## Data in this exercise:

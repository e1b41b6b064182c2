//! Schema-driven command payload codec.
//!
//! Parsing walks a command's `param_types` and yields one [`Arg`] per
//! parameter; integers are VLQ-decoded, buffers borrow their bytes
//! straight out of the received frame. Encoding is the mirror image,
//! driven by a [`CommandEncoder`] and a typed [`Value`] list in place
//! of the variadic convention the wire format grew up with.

use heapless::Vec;

use crate::schema::{ArgType, CommandEncoder, CommandParser, MAX_ARGS};
use crate::vlq;
use crate::Error;

/// One parsed command argument.
///
/// `Bytes` borrows the dispatcher's copy of the frame and is only valid
/// for the duration of the handler call; handlers copy what they keep.
#[cfg_attr(feature = "defmt", derive(defmt::Format))]
#[derive(Clone, Copy, Debug, PartialEq, Eq)]
pub enum Arg<'a> {
    Int(u32),
    Bytes(&'a [u8]),
}

impl<'a> Arg<'a> {
    pub fn as_int(&self) -> Option<u32> {
        match *self {
            Arg::Int(v) => Some(v),
            Arg::Bytes(_) => None,
        }
    }

    pub fn as_bytes(&self) -> Option<&'a [u8]> {
        match *self {
            Arg::Int(_) => None,
            Arg::Bytes(b) => Some(b),
        }
    }
}

/// Bytes living in read-only program memory.
///
/// On Harvard-architecture targets this is the hook for flash-space
/// reads; on targets with a single address space it is an ordinary
/// static slice.
#[derive(Clone, Copy, Debug)]
pub struct ProgmemBytes(pub &'static [u8]);

impl ProgmemBytes {
    pub fn load(&self) -> &'static [u8] {
        self.0
    }
}

/// One outgoing message argument.
#[derive(Clone, Copy, Debug)]
pub enum Value<'a> {
    Int(u32),
    Str(&'a str),
    Bytes(&'a [u8]),
    Progmem(ProgmemBytes),
}

/// Parsed argument vector, one entry per schema parameter.
pub type ArgVec<'a> = Vec<Arg<'a>, MAX_ARGS>;

/// Parse one command's arguments from `payload` starting at `pos`.
/// Returns the cursor just past the last argument consumed.
pub fn parse_args<'a>(
    payload: &'a [u8],
    mut pos: usize,
    parser: &CommandParser,
    args: &mut ArgVec<'a>,
) -> Result<usize, Error> {
    for &ty in parser.param_types {
        match ty {
            ArgType::Uint32 | ArgType::Int32 | ArgType::Uint16 | ArgType::Int16 | ArgType::Byte => {
                let v = vlq::parse_int(payload, &mut pos)?;
                args.push(Arg::Int(v)).map_err(|_| Error::ArgVectorFull)?;
            }
            ArgType::Buffer => {
                let len = *payload.get(pos).ok_or(Error::PayloadOverrun)? as usize;
                pos += 1;
                let bytes = payload
                    .get(pos..pos + len)
                    .ok_or(Error::PayloadOverrun)?;
                args.push(Arg::Bytes(bytes)).map_err(|_| Error::ArgVectorFull)?;
                pos += len;
            }
            ArgType::String | ArgType::ProgmemBuffer => {
                // Encode-only types have no business in a parser table.
                return Err(Error::UnsupportedArgType);
            }
        }
    }
    Ok(pos)
}

/// Encode `msg_id` and `args` into `out`, which must be sized to the
/// encoder's `max_size`. Returns the payload length written.
pub fn encode_args(
    out: &mut [u8],
    encoder: &CommandEncoder,
    args: &[Value<'_>],
) -> Result<usize, Error> {
    if args.len() != encoder.param_types.len() {
        return Err(Error::ValueMismatch);
    }
    if out.is_empty() {
        return Err(Error::EncodeOverflow);
    }
    out[0] = encoder.msg_id;
    let mut pos = 1;
    for (&ty, &value) in encoder.param_types.iter().zip(args) {
        match (ty, value) {
            (ArgType::Uint32 | ArgType::Int32, Value::Int(v)) => {
                pos = vlq::encode_int(out, pos, v)?;
            }
            (ArgType::Uint16 | ArgType::Int16 | ArgType::Byte, Value::Int(v)) => {
                pos = vlq::encode_int(out, pos, v & 0xffff)?;
            }
            (ArgType::String, Value::Str(s)) => {
                pos = put_counted(out, pos, s.as_bytes())?;
            }
            (ArgType::Buffer, Value::Bytes(b)) => {
                pos = put_counted(out, pos, b)?;
            }
            (ArgType::ProgmemBuffer, Value::Progmem(pm)) => {
                pos = put_counted(out, pos, pm.load())?;
            }
            _ => return Err(Error::ValueMismatch),
        }
    }
    Ok(pos)
}

/// Write a length byte followed by `bytes`, clamped to the remaining
/// space. For strings this is silent truncation with the length byte
/// back-patched; no NUL terminator is written.
fn put_counted(out: &mut [u8], pos: usize, bytes: &[u8]) -> Result<usize, Error> {
    if pos >= out.len() {
        return Err(Error::EncodeOverflow);
    }
    let room = out.len() - pos - 1;
    let take = bytes.len().min(room);
    out[pos] = take as u8;
    out[pos + 1..pos + 1 + take].copy_from_slice(&bytes[..take]);
    Ok(pos + 1 + take)
}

## Your instructions:
Output the listing above in full, exactly as written.

## Your response:
repository e1b41b6b064182c2
//! Schema-driven command payload codec.
//!
//! Parsing walks a command's `param_types` and yields one [`Arg`] per
//! parameter; integers are VLQ-decoded, buffers borrow their bytes
//! straight out of the received frame. Encoding is the mirror image,
//! driven by a [`CommandEncoder`] and a typed [`Value`] list in place
//! of the variadic convention the wire format grew up with.

use heapless::Vec;

use crate::schema::{ArgType, CommandEncoder, CommandParser, MAX_ARGS};
use crate::vlq;
use crate::Error;

/// One parsed command argument.
///
/// `Bytes` borrows the dispatcher's copy of the frame and is only valid
/// for the duration of the handler call; handlers copy what they keep.
#[cfg_attr(feature = "defmt", derive(defmt::Format))]
#[derive(Clone, Copy, Debug, PartialEq, Eq)]
pub enum Arg<'a> {
    Int(u32),
    Bytes(&'a [u8]),
}

impl<'a> Arg<'a> {
    pub fn as_int(&self) -> Option<u32> {
        match *self {
            Arg::Int(v) => Some(v),
            Arg::Bytes(_) => None,
        }
    }

    pub fn as_bytes(&self) -> Option<&'a [u8]> {
        match *self {
            Arg::Int(_) => None,
            Arg::Bytes(b) => Some(b),
        }
    }
}

/// Bytes living in read-only program memory.
///
/// On Harvard-architecture targets this is the hook for flash-space
/// reads; on targets with a single address space it is an ordinary
/// static slice.
#[derive(Clone, Copy, Debug)]
pub struct ProgmemBytes(pub &'static [u8]);

impl ProgmemBytes {
    pub fn load(&self) -> &'static [u8] {
        self.0
    }
}

/// One outgoing message argument.
#[derive(Clone, Copy, Debug)]
pub enum Value<'a> {
    Int(u32),
    Str(&'a str),
    Bytes(&'a [u8]),
    Progmem(ProgmemBytes),
}

/// Parsed argument vector, one entry per schema parameter.
pub type ArgVec<'a> = Vec<Arg<'a>, MAX_ARGS>;

/// Parse one command's arguments from `payload` starting at `pos`.
/// Returns the cursor just past the last argument consumed.
pub fn parse_args<'a>(
    payload: &'a [u8],
    mut pos: usize,
    parser: &CommandParser,
    args: &mut ArgVec<'a>,
) -> Result<usize, Error> {
    for &ty in parser.param_types {
        match ty {
            ArgType::Uint32 | ArgType::Int32 | ArgType::Uint16 | ArgType::Int16 | ArgType::Byte => {
                let v = vlq::parse_int(payload, &mut pos)?;
                args.push(Arg::Int(v)).map_err(|_| Error::ArgVectorFull)?;
            }
            ArgType::Buffer => {
                let len = *payload.get(pos).ok_or(Error::PayloadOverrun)? as usize;
                pos += 1;
                let bytes = payload
                    .get(pos..pos + len)
                    .ok_or(Error::PayloadOverrun)?;
                args.push(Arg::Bytes(bytes)).map_err(|_| Error::ArgVectorFull)?;
                pos += len;
            }
            ArgType::String | ArgType::ProgmemBuffer => {
                // Encode-only types have no business in a parser table.
                return Err(Error::UnsupportedArgType);
            }
        }
    }
    Ok(pos)
}

/// Encode `msg_id` and `args` into `out`, which must be sized to the
/// encoder's `max_size`. Returns the payload length written.
pub fn encode_args(
    out: &mut [u8],
    encoder: &CommandEncoder,
    args: &[Value<'_>],
) -> Result<usize, Error> {
    if args.len() != encoder.param_types.len() {
        return Err(Error::ValueMismatch);
    }
    if out.is_empty() {
        return Err(Error::EncodeOverflow);
    }
    out[0] = encoder.msg_id;
    let mut pos = 1;
    for (&ty, &value) in encoder.param_types.iter().zip(args) {
        match (ty, value) {
            (ArgType::Uint32 | ArgType::Int32, Value::Int(v)) => {
                pos = vlq::encode_int(out, pos, v)?;
            }
            (ArgType::Uint16 | ArgType::Int16 | ArgType::Byte, Value::Int(v)) => {
                pos = vlq::encode_int(out, pos, v & 0xffff)?;
            }
            (ArgType::String, Value::Str(s)) => {
                pos = put_counted(out, pos, s.as_bytes())?;
            }
            (ArgType::Buffer, Value::Bytes(b)) => {
                pos = put_counted(out, pos, b)?;
            }
            (ArgType::ProgmemBuffer, Value::Progmem(pm)) => {
                pos = put_counted(out, pos, pm.load())?;
            }
            _ => return Err(Error::ValueMismatch),
        }
    }
    Ok(pos)
}

/// Write a length byte followed by `bytes`, clamped to the remaining
/// space. For strings this is silent truncation with the length byte
/// back-patched; no NUL terminator is written.
fn put_counted(out: &mut [u8], pos: usize, bytes: &[u8]) -> Result<usize, Error> {
    if pos >= out.len() {
        return Err(Error::EncodeOverflow);
    }
    let room = out.len() - pos - 1;
    let take = bytes.len().min(room);
    out[pos] = take as u8;
    out[pos + 1..pos + 1 + take].copy_from_slice(&bytes[..take]);
    Ok(pos + 1 + take)
}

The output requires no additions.